//! # Backend Factories
//!
//! The orchestrator never constructs decoders or render surfaces itself. It
//! asks a [`DecoderFactory`] / [`RenderFactory`] when it needs a new binding,
//! so the concrete engine is a host decision and can be swapped between
//! sources with `set_decoder_factory`.
//!
//! Closures can be used directly through [`decoder_factory_fn`] and
//! [`render_factory_fn`]:
//!
//! ```ignore
//! let decoders = decoder_factory_fn(|ctx: &RuntimeContext| {
//!     Ok(NativeDecoder::new(ctx.prefer_hardware_decoding))
//! });
//! ```

use bridge_traits::context::RuntimeContext;
use bridge_traits::decoder::DecoderBackend;
use bridge_traits::render::RenderSurface;
use std::fmt;

use crate::error::Result;

/// Produces decoder backends.
pub trait DecoderFactory {
    type Backend: DecoderBackend + 'static;

    /// Create a fresh, unbound backend.
    ///
    /// Failures should be reported as [`PlaybackError::BackendCreation`](crate::PlaybackError::BackendCreation).
    fn create(&self, context: &RuntimeContext) -> Result<Self::Backend>;
}

/// Produces render surfaces.
pub trait RenderFactory {
    type Surface: RenderSurface + 'static;

    fn create(&self, context: &RuntimeContext) -> Result<Self::Surface>;
}

/// [`DecoderFactory`] backed by a closure.
pub struct FnDecoderFactory<F> {
    create: F,
}

/// [`RenderFactory`] backed by a closure.
pub struct FnRenderFactory<F> {
    create: F,
}

pub fn decoder_factory_fn<F, B>(create: F) -> FnDecoderFactory<F>
where
    F: Fn(&RuntimeContext) -> Result<B>,
    B: DecoderBackend + 'static,
{
    FnDecoderFactory { create }
}

pub fn render_factory_fn<F, S>(create: F) -> FnRenderFactory<F>
where
    F: Fn(&RuntimeContext) -> Result<S>,
    S: RenderSurface + 'static,
{
    FnRenderFactory { create }
}

impl<F, B> DecoderFactory for FnDecoderFactory<F>
where
    F: Fn(&RuntimeContext) -> Result<B>,
    B: DecoderBackend + 'static,
{
    type Backend = B;

    fn create(&self, context: &RuntimeContext) -> Result<B> {
        (self.create)(context)
    }
}

impl<F, S> RenderFactory for FnRenderFactory<F>
where
    F: Fn(&RuntimeContext) -> Result<S>,
    S: RenderSurface + 'static,
{
    type Surface = S;

    fn create(&self, context: &RuntimeContext) -> Result<S> {
        (self.create)(context)
    }
}

impl<F> fmt::Debug for FnDecoderFactory<F> {
    fn fmt(&self, f: &mut fmt::Formatter<'_>) -> fmt::Result {
        f.write_str("FnDecoderFactory")
    }
}

impl<F> fmt::Debug for FnRenderFactory<F> {
    fn fmt(&self, f: &mut fmt::Formatter<'_>) -> fmt::Result {
        f.write_str("FnRenderFactory")
    }
}

/// Type-erased decoder factory, for hosts that pick the engine at runtime.
pub type BoxedDecoderFactory =
    FnDecoderFactory<Box<dyn Fn(&RuntimeContext) -> Result<Box<dyn DecoderBackend>>>>;

/// Type-erased render factory.
pub type BoxedRenderFactory =
    FnRenderFactory<Box<dyn Fn(&RuntimeContext) -> Result<Box<dyn RenderSurface>>>>;

/// Erase a decoder factory's concrete backend type.
pub fn boxed_decoder_factory<D>(factory: D) -> BoxedDecoderFactory
where
    D: DecoderFactory + 'static,
{
    FnDecoderFactory {
        create: Box::new(move |context: &RuntimeContext| {
            let backend: Box<dyn DecoderBackend> = Box::new(factory.create(context)?);
            Ok(backend)
        }),
    }
}

/// Erase a render factory's concrete surface type.
pub fn boxed_render_factory<R>(factory: R) -> BoxedRenderFactory
where
    R: RenderFactory + 'static,
{
    FnRenderFactory {
        create: Box::new(move |context: &RuntimeContext| {
            let surface: Box<dyn RenderSurface> = Box::new(factory.create(context)?);
            Ok(surface)
        }),
    }
}

#[cfg(test)]
mod tests {
    use super::*;
    use crate::error::PlaybackError;
    use bridge_traits::decoder::{DecoderEventSink, MediaSource, VideoOutput};
    use bridge_traits::error::Result as BridgeResult;
    use std::sync::Arc;

    struct NullDecoder(&'static str);

    impl DecoderBackend for NullDecoder {
        fn name(&self) -> &str {
            self.0
        }
        fn set_event_sink(&mut self, _sink: Option<Arc<dyn DecoderEventSink>>) {}
        fn set_data_source(&mut self, _source: &MediaSource) -> BridgeResult<()> {
            Ok(())
        }
        fn set_video_output(&mut self, _output: Option<VideoOutput>) -> BridgeResult<()> {
            Ok(())
        }
        fn prepare_async(&mut self) -> BridgeResult<()> {
            Ok(())
        }
        fn start(&mut self) -> BridgeResult<()> {
            Ok(())
        }
        fn pause(&mut self) -> BridgeResult<()> {
            Ok(())
        }
        fn stop(&mut self) -> BridgeResult<()> {
            Ok(())
        }
        fn seek_to(&mut self, _position_ms: u64) -> BridgeResult<()> {
            Ok(())
        }
        fn reset(&mut self) -> BridgeResult<()> {
            Ok(())
        }
        fn release(&mut self) {}
        fn is_playing(&self) -> bool {
            false
        }
        fn current_position(&self) -> u64 {
            0
        }
        fn duration(&self) -> u64 {
            0
        }
        fn buffered_percentage(&self) -> u8 {
            0
        }
        fn set_volume(&mut self, _left: f32, _right: f32) -> BridgeResult<()> {
            Ok(())
        }
        fn set_looping(&mut self, _looping: bool) -> BridgeResult<()> {
            Ok(())
        }
        fn set_speed(&mut self, _speed: f32) -> BridgeResult<()> {
            Ok(())
        }
    }

    #[test]
    fn test_closure_factory_sees_context() {
        let factory = decoder_factory_fn(|ctx: &RuntimeContext| {
            Ok(NullDecoder(if ctx.prefer_hardware_decoding {
                "hardware"
            } else {
                "software"
            }))
        });

        let context = RuntimeContext::new("test").with_hardware_decoding(true);
        let backend = factory.create(&context).unwrap();
        assert_eq!(backend.name(), "hardware");

        let backend = factory
            .create(&context.with_hardware_decoding(false))
            .unwrap();
        assert_eq!(backend.name(), "software");
    }

    #[test]
    fn test_boxed_factory_erases_backend() {
        let boxed = boxed_decoder_factory(decoder_factory_fn(|_: &RuntimeContext| {
            Ok(NullDecoder("null"))
        }));
        let backend = boxed.create(&RuntimeContext::new("test")).unwrap();
        assert_eq!(backend.name(), "null");
    }

    #[test]
    fn test_factory_failure_propagates() {
        let factory = decoder_factory_fn(|_: &RuntimeContext| -> Result<NullDecoder> {
            Err(PlaybackError::BackendCreation("no codec".into()))
        });
        assert!(matches!(
            factory.create(&RuntimeContext::new("test")),
            Err(PlaybackError::BackendCreation(_))
        ));
    }
}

■ ■ ■

> [Assignment]
Return every line above in which the string "software" occurs.

> [Output below]
                "software"
        assert_eq!(backend.name(), "software");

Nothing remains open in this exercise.